Arrivé à Paris à 26 ans, elle devint vite la coqueluche des salons parisiens et fit découvrir le Japon à ses contemporains qui ne le connaissaient guère qu’à travers les romans de Pierre Loti. Ce fut avec le roman « Masako » qu’elle devint célèbre en 1925. Elle quitta Paris pour le Japon en 1939 mais revint après la guerre. Elle fut faite Chevalier de la Légion d’Honneur en 1957.

 

La dame de beauté fut publié en 1953 et réédité chez Stock en 1998.

Dans la préface à l’édition de 1953, sous forme de lettre à son éditeur, l’auteur indique que celui-ci a supprimé certains passages de « Masako » sous prétexte que cela aurait pu lui enlever « toutes les jeunes filles comme lectrices ». Censure discrète, « quelques mots » furent enlevés, mais qui en dit long sur la pudibonderie de l’époque, une jeune fille étant une femme non mariée, c’est-à-dire ignorant tout ( ?) ce qui touche aux passions du corps et à la sexualité. L’ignorance des jeunes filles devait leur garantir certainement une plus grande vertu. Enfin bref « La dame de beauté » qui fut publié 28 ans après « Masako » se montre tout aussi elliptique en ce qui concerne la sexualité féminine. Et je viens de lire récemment que Edna O’Brien, auteure irlandaise avait dû publier ses romans en dehors de l’Irlande pour ne pas choquer elle aussi, ses lecteurs. Comme quoi à d’autres temps, pas forcément d’autres mœurs.

 

Nobouko Hayashi, l’héroïne de ce roman, appartient  à la haute société japonaise à la veille de l’entrée en guerre du Japon dans la seconde guerre mondiale. Comme beaucoup d’hommes de son époque et de son milieu , son mari entretient un pied-à-terre à la capitale, où il vit avec sa maîtresse, une geisha. Tout le monde le sait mais personne ne l’évoque. Elle-même se garde bien d’aller rendre visite à son mari, de même qu’elle ne téléphone jamais en personne en cas d’urgence.

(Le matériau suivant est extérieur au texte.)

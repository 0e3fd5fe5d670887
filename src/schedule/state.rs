//! Running balance state while a schedule is built

/// State of the loan between installments
#[derive(Debug, Clone)]
pub struct ScheduleState {
    /// Current installment (1-indexed, 0 before the first)
    pub period: u32,

    /// Balance outstanding at the start of the current installment
    pub opening_balance: f64,

    /// Balance outstanding after the current installment
    pub closing_balance: f64,

    /// Principal repaid so far
    pub principal_repaid: f64,
}

impl ScheduleState {
    /// Initialize state at disbursement
    pub fn at_disbursement(principal: f64) -> Self {
        Self {
            period: 0,
            opening_balance: principal,
            closing_balance: principal,
            principal_repaid: 0.0,
        }
    }

    /// Advance to next installment; the opening balance comes from the prior close
    pub fn advance_period(&mut self) {
        self.period += 1;
        self.opening_balance = self.closing_balance;
    }

    /// Apply a principal repayment, never letting the balance go negative
    pub fn repay(&mut self, principal: f64, tolerance: f64) -> f64 {
        let applied = principal.clamp(0.0, self.opening_balance);
        let mut closing = (self.opening_balance - applied).max(0.0);
        if closing < tolerance {
            closing = 0.0;
        }
        self.closing_balance = closing;
        self.principal_repaid += applied;
        applied
    }
}

#[cfg(test)]
mod tests {
    use super::*;

    #[test]
    fn test_repay_clamps_overpayment() {
        let mut state = ScheduleState::at_disbursement(100.0);
        state.advance_period();
        let applied = state.repay(150.0, 1e-9);
        assert_eq!(applied, 100.0);
        assert_eq!(state.closing_balance, 0.0);

        state.advance_period();
        assert_eq!(state.period, 2);
        assert_eq!(state.opening_balance, 0.0);
    }

    #[test]
    fn test_repay_snaps_dust_to_zero() {
        let mut state = ScheduleState::at_disbursement(100.0);
        state.advance_period();
        state.repay(100.0 - 1e-12, 1e-9);
        assert_eq!(state.closing_balance, 0.0);
    }
}
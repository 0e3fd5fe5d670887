//! Loan Amortization - schedule engine for installment loans
//!
//! This library provides:
//! - Level-payment (annuity) and declining-balance schedules
//! - Daily through annual installment frequencies, plus bullet loans
//! - Configurable credit insurance premiums and eligibility windows
//! - Effective annual cost, batch runs and rate sensitivities
//! - Loan-book CSV loading and table/CSV rendering

pub mod error;
pub mod loan;
pub mod insurance;
pub mod schedule;
pub mod scenario;
pub mod report;

// Re-export commonly used types
pub use error::{AmortizationError, Result};
pub use loan::{AmortizationMethod, LoanTerms, PaymentFrequency};
pub use insurance::{InsuranceTerms, InsuranceWindow, PremiumBasis};
pub use schedule::{
    build_schedule, AmortizationEngine, AmortizationSchedule, PaymentRecord, ScheduleConfig,
    ScheduleSummary,
};
pub use scenario::ScenarioRunner;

Nobouko est une femme fière mais seule et humiliée. La guerre déclarée, elle va être soumise à de nombreuses corvées censées montrer son patriotisme mais cela ne l’enthousiasme guère. Elle échappe tant bien que mal aux restrictions et couve son fils d’un amour exclusif et envahissant, reportant sur lui son immense besoin d’affection.

Kikou Yamata évoque les coutumes en vigueur à l’époque : on y apprend ainsi que les parents doivent présenter à leur fille des partis jusqu’à ce qu’elle se déclare en mesure d’en accepter un.

Une fois mariée , la jeune femme change de statut et coupe ses longues manches lorsqu’elle attend un premier enfant, le summum de l’érotisme consistant à frôler avec cette étoffe, tout en marchant, les jambes de son mari. Mais l’expérience de la sexualité est parfois un traumatisme, comme dans le cas de Nobouko, « un simple enjambement », une offense physique, ce qui n’aide guère à rapprocher mari et femme.

Il faut dire que la manière dont la mariée était apprêtée ne favorisait guère les ébats amoureux : elle était coiffée de coques hérissées d’écailles et vêtue d’un kimono somptueux dont la ceinture en tapisserie était œuvrée à l’ongle dans les ateliers de Kyoto, et sur lequel elle portait un lourd manteau de cour. La jeune femme était plutôt engoncée dans tous ses vêtements, ce qui devait augmenter encore un peu plus la maladresse du mari, qui ne devait guère être plus informé que sa dulcinée des attentes de sa compagne.

Le comportement des femmes était extrêmement codifié, et un livre « Le Haut savoir des femmes » rassemblait toutes les règles qu’une femme devait connaître pour être une bonne épouse. Ainsi une femme ne devait jamais se mettre en colère mais exprimer seulement sa désapprobation de manière indirecte sans jamais prendre de front son époux. Elle devait dire : « Je ne vous adresse pas de reproche mais… ». Enfin, la femme était là pour répondre au mieux aux désirs de son mari.

La force de ce roman est de montrer comment ce monde se fissure peu à peu et va bientôt s’écrouler avec la fin de la guerre.

Nobouko est une victime des conventions qui la ligote, de ce monde féodal qui craque de partout, sans dialogue possible avec son mari qui lui est un total étranger, et sans amour, l’amour impliquant, par le fait, un minimum de réciprocité.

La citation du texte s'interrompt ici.